Participants were randomly assigned to one of two conditions. In the transcendence-opportunity condition, they read the newspaper article and then completed a questionnaire that allowed them to engage in transcendence. These participants were given the explicit opportunity to reconcile the cognitive discrepancy after the dissonance had been aroused, when they were most in need of reducing the dissonance brought about by exposure to the belief-inconsistent information. They then completed a measure of self-reported state negative affect. In the no-transcendent-opportunity condition, participants completed the transcendence measure, read the tragic newspaper article, and then completed the measure of negative affect. These participants were thus not given an explicit opportunity to engage in transcendence after the dissonance had been aroused, when they were most in need of reducing the dissonance. The transcendence measure included questions such as, “How much does God intervene in persons’ lives?” and “How often do things happen to persons because of God’s greater purpose?” The measure of negative affect included items to measure discomfort (uncomfortable, uneasy, bothered; Elliot & Devine, 1994) and agitation (angry, frustrated, distressed, and threatened).

Based on dissonance theory, the endorsement of higher levels of transcendence subsequent to reading the newspaper article should relate to lower levels of dissonance-related affect. In contrast, higher levels of transcendence before the reading should not relate to lower levels of dissonance-related affect. Consistent with predictions, results indicated that higher endorsement of transcendence predicted decreased agitation in the transcendence-opportunity condition, whereas it did not in the no-opportunity condition. A similar pattern emerged for discomfort. Moreover, individuals in the transcendence-opportunity condition engaged in more transcendence than did individuals in the no-transcendence-opportunity condition, who completed the transcendence measure prior to reading the belief disconfirming story.

As expected, more extreme endorsement of transcendent beliefs after exposure to a belief-discrepant article was associated with reduced dissonance-related affect. In contrast, belief transcendence before exposure to the belief-discrepant article did not relate to reduced dissonance-related affect. This evidence strongly suggests that exposure to belief-discrepant information arouses dissonance that motivates persons to engage in discrepancy reduction, which then reduces the dissonance. Because persons in the belief-disconfirmation paradigm do not produce aversive consequences for which to feel responsible, this evidence suggests that the production of aversive consequences is not necessary to create dissonance.

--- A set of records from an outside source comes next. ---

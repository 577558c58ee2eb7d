//! Geographic and Geometry Module
//!
//! Spherical-planet distance, heading, antipode and horizon calculations.
//! Every function takes the planet radius explicitly (or through a
//! [`GeoContext`]); results come out in the linear unit of that radius.

use serde::Serialize;

use crate::error::{GeoError, Result};

// ===================== CONSTANTS =====================

pub const MIN_LATITUDE: f64 = -90.0;
pub const MAX_LATITUDE: f64 = 90.0;
pub const MIN_LONGITUDE: f64 = -180.0;
pub const MAX_LONGITUDE: f64 = 180.0;

/// Kilometres per statute mile
pub const KM_PER_MILE: f64 = 1.60934;

/// Feet per statute mile
pub const FEET_PER_MILE: f64 = 5280.0;

/// Metres per kilometre
pub const METERS_PER_KM: f64 = 1000.0;

/// Mean radius of the Earth in miles
pub const EARTH_RADIUS: f64 = 3959.0;
/// Mean radius of the Earth in kilometres
pub const EARTH_RADIUS_METRIC: f64 = EARTH_RADIUS * KM_PER_MILE;
/// Mean radius of the Moon in miles
pub const MOON_RADIUS: f64 = 1079.0;
/// Mean radius of the Moon in kilometres
pub const MOON_RADIUS_METRIC: f64 = MOON_RADIUS * KM_PER_MILE;
/// Mean radius of Mars in miles
pub const MARS_RADIUS: f64 = 2106.0;
/// Mean radius of Mars in kilometres
pub const MARS_RADIUS_METRIC: f64 = MARS_RADIUS * KM_PER_MILE;

// ===================== UNITS & PLANETS =====================

/// Linear unit system for radii, distances and heights.
#[derive(Debug, Clone, Copy, PartialEq, Eq, Default, Serialize)]
#[serde(rename_all = "lowercase")]
pub enum Units {
    /// Radius and distances in miles, heights in feet
    #[default]
    Imperial,
    /// Radius and distances in kilometres, heights in metres
    Metric,
}

impl Units {
    /// How many height units make up one distance unit (ft per mile or m per km).
    pub fn height_per_distance(self) -> f64 {
        match self {
            Units::Imperial => FEET_PER_MILE,
            Units::Metric => METERS_PER_KM,
        }
    }

    pub fn distance_label(self) -> &'static str {
        match self {
            Units::Imperial => "mi",
            Units::Metric => "km",
        }
    }

    pub fn height_label(self) -> &'static str {
        match self {
            Units::Imperial => "ft",
            Units::Metric => "m",
        }
    }
}

/// Bodies with a built-in mean radius.
#[derive(Debug, Clone, Copy, PartialEq, Eq, Default, Serialize)]
#[serde(rename_all = "lowercase")]
pub enum Planet {
    #[default]
    Earth,
    Moon,
    Mars,
}

impl Planet {
    /// Mean radius in the requested unit system.
    pub fn radius(self, units: Units) -> f64 {
        let miles = match self {
            Planet::Earth => EARTH_RADIUS,
            Planet::Moon => MOON_RADIUS,
            Planet::Mars => MARS_RADIUS,
        };
        match units {
            Units::Imperial => miles,
            Units::Metric => miles * KM_PER_MILE,
        }
    }
}

// ===================== COORDINATE =====================

/// A latitude/longitude pair in decimal degrees.
///
/// Values built through [`Coordinate::new`] are always inside
/// [-90, 90] x [-180, 180].
#[derive(Debug, Clone, Copy, PartialEq, Serialize)]
pub struct Coordinate {
    latitude: f64,
    longitude: f64,
}

impl Coordinate {
    /// Create a validated coordinate.
    ///
    /// # Errors
    /// `InvalidCoordinate` if either component is out of range or not finite.
    pub fn new(latitude: f64, longitude: f64) -> Result<Self> {
        let lat_ok = latitude.is_finite() && (MIN_LATITUDE..=MAX_LATITUDE).contains(&latitude);
        let lon_ok =
            longitude.is_finite() && (MIN_LONGITUDE..=MAX_LONGITUDE).contains(&longitude);
        if !lat_ok || !lon_ok {
            return Err(GeoError::InvalidCoordinate { latitude, longitude });
        }
        Ok(Self { latitude, longitude })
    }

    pub fn latitude(&self) -> f64 {
        self.latitude
    }

    pub fn longitude(&self) -> f64 {
        self.longitude
    }

    /// The point on the other side of the planet. See [`opposite_coordinate`].
    pub fn opposite(&self) -> Coordinate {
        opposite_coordinate(self)
    }

    /// Haversine distance to `other`. See [`distance_haversine`].
    pub fn distance_haversine_to(&self, other: &Coordinate, radius: f64) -> Result<f64> {
        distance_haversine(self, other, radius)
    }

    /// Equirectangular distance to `other`. See [`distance_equirectangular`].
    pub fn distance_equirectangular_to(&self, other: &Coordinate, radius: f64) -> Result<f64> {
        distance_equirectangular(self, other, radius)
    }

    /// Planar heading towards `other`. See [`heading_between`].
    pub fn heading_to(&self, other: &Coordinate) -> f64 {
        heading_between(self, other)
    }
}

impl std::fmt::Display for Coordinate {
    fn fmt(&self, f: &mut std::fmt::Formatter<'_>) -> std::fmt::Result {
        write!(f, "{:.6}, {:.6}", self.latitude, self.longitude)
    }
}

// ===================== CALCULATION CONTEXT =====================

/// Radius and unit system shared by a group of distance/horizon calculations.
#[derive(Debug, Clone, Copy, PartialEq)]
pub struct GeoContext {
    radius: f64,
    units: Units,
}

impl Default for GeoContext {
    fn default() -> Self {
        Self::for_planet(Planet::Earth, Units::Imperial)
    }
}

impl GeoContext {
    pub fn for_planet(planet: Planet, units: Units) -> Self {
        Self { radius: planet.radius(units), units }
    }

    /// Context with an arbitrary radius, expressed in the distance unit of `units`.
    ///
    /// # Errors
    /// `InvalidRadius` if `radius` is not a positive finite number.
    pub fn with_radius(radius: f64, units: Units) -> Result<Self> {
        validate_radius(radius)?;
        Ok(Self { radius, units })
    }

    pub fn radius(&self) -> f64 {
        self.radius
    }

    pub fn units(&self) -> Units {
        self.units
    }

    pub fn distance_haversine(&self, a: &Coordinate, b: &Coordinate) -> Result<f64> {
        distance_haversine(a, b, self.radius)
    }

    pub fn distance_equirectangular(&self, a: &Coordinate, b: &Coordinate) -> Result<f64> {
        distance_equirectangular(a, b, self.radius)
    }

    /// Horizon distance for a height given in feet (imperial) or metres (metric).
    pub fn distance_to_horizon(&self, height: f64) -> Result<f64> {
        distance_to_horizon(height, self.radius, self.units)
    }
}

// ===================== GEOMETRY FUNCTIONS =====================

fn validate_radius(radius: f64) -> Result<()> {
    if !radius.is_finite() || radius <= 0.0 {
        return Err(GeoError::InvalidRadius(radius));
    }
    Ok(())
}

/// Approximate distance using a flat equirectangular arc.
///
/// The latitude and longitude differences are combined as one planar arc
/// `sqrt(dlon^2 + dlat^2)` in degrees, then scaled by the radius.
/// Longitude is **not** weighted by `cos(latitude)`, so the result
/// overestimates east-west separation away from the equator. Use it only for
/// short hops at low latitude, or prefer [`distance_haversine`].
///
/// # Arguments
/// * `a` - First point
/// * `b` - Second point
/// * `radius` - Planet radius; the result has the same unit
///
/// # Errors
/// `InvalidRadius` if `radius` is not a positive finite number
pub fn distance_equirectangular(a: &Coordinate, b: &Coordinate, radius: f64) -> Result<f64> {
    validate_radius(radius)?;
    let long_difference = (a.longitude - b.longitude).abs();
    let lat_difference = (a.latitude - b.latitude).abs();
    let combined_arc = long_difference.hypot(lat_difference);
    Ok(radius * combined_arc.to_radians())
}

/// Great-circle distance using the haversine formula.
///
/// # Arguments
/// * `a` - First point
/// * `b` - Second point
/// * `radius` - Planet radius; the result has the same unit
///
/// # Errors
/// `InvalidRadius` if `radius` is not a positive finite number
pub fn distance_haversine(a: &Coordinate, b: &Coordinate, radius: f64) -> Result<f64> {
    validate_radius(radius)?;
    let lat1 = a.latitude.to_radians();
    let lat2 = b.latitude.to_radians();
    let long_difference = (a.longitude.to_radians() - b.longitude.to_radians()).abs();
    let lat_difference = (lat1 - lat2).abs();

    let h = (lat_difference / 2.0).sin().powi(2)
        + lat1.cos() * lat2.cos() * (long_difference / 2.0).sin().powi(2);
    // Rounding can push h just past 1 for antipodal points
    let h = h.clamp(0.0, 1.0);
    let c = 2.0 * h.sqrt().atan2((1.0 - h).sqrt());
    Ok(c * radius)
}

/// Heading from `from` towards `to` in degrees.
///
/// This is the planar angle of the (dlon, dlat) vector, measured
/// counter-clockwise from east, in (-180, 180]. It is not a great-circle
/// initial bearing and ignores meridian convergence.
pub fn heading_between(from: &Coordinate, to: &Coordinate) -> f64 {
    (to.latitude - from.latitude).atan2(to.longitude - from.longitude).to_degrees()
}

/// The antipode: both components negated, without normalisation.
///
/// Negation maps [-90, 90] x [-180, 180] onto itself, so the result is a
/// valid coordinate, e.g. `(90, 180)` becomes `(-90, -180)`.
pub fn opposite_coordinate(p: &Coordinate) -> Coordinate {
    Coordinate { latitude: -p.latitude, longitude: -p.longitude }
}

/// Distance to the geometric horizon for an observer at `height`.
///
/// `sqrt(2 * R * h + h^2)` with `h` converted into the radius unit:
/// feet to miles for [`Units::Imperial`], metres to kilometres for
/// [`Units::Metric`]. Refraction is not taken into account.
///
/// # Arguments
/// * `height` - Observer height in feet (imperial) or metres (metric)
/// * `radius` - Planet radius in miles (imperial) or kilometres (metric)
/// * `units` - Unit system of both arguments
///
/// # Errors
/// `InvalidHeight` for negative or non-finite heights, `InvalidRadius` for a bad radius
pub fn distance_to_horizon(height: f64, radius: f64, units: Units) -> Result<f64> {
    if !height.is_finite() || height < 0.0 {
        return Err(GeoError::InvalidHeight(height));
    }
    validate_radius(radius)?;
    let h = height / units.height_per_distance();
    Ok((2.0 * radius * h + h.powi(2)).sqrt())
}

// ===================== TESTS =====================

Belief Disconfirmation and Belief Affirmation Experiment. In the previous experiment, time and transcendence opportunity were confounded, making it difficult to infer what caused the observed effects. That is, those who completed the transcendence scale after reading the article and before responding to the affect measures may have been distracted by this intervening task compared with those who completed the transcendence scale before the article. This explanation does not seem plausible, given that there was no main effect of transcendence-opportunity condition on dissonance-related affect but only an interaction with level of transcendence endorsement. However, to eliminate this explanation, a second study was conducted to conceptually replicate the first. In addition, instead of assessing transcendence in response to belief disconfirmation, belief affirmation was manipulated, much like Batson (1975) and Festinger et al. (1956) did. This was done to test the hypothesis that religious individuals would “rigidly maintain or even intensify” (Batson, 1975, p. 178) their beliefs when faced with disconfirming evidence. Religiously interested participants completed religious belief measures either after (belief-affirmation condition) or before (no-affirmation condition) reading the belief-discrepant article or completed comparable-length nonreligious belief measures after the article (distraction condition). All then completed self-report affect measures. Results revealed that, as predicted, agitation was lower in the religious-affirmation condition than in either the no-affirmation or the distraction condition; agitation levels in the latter two conditions did not differ.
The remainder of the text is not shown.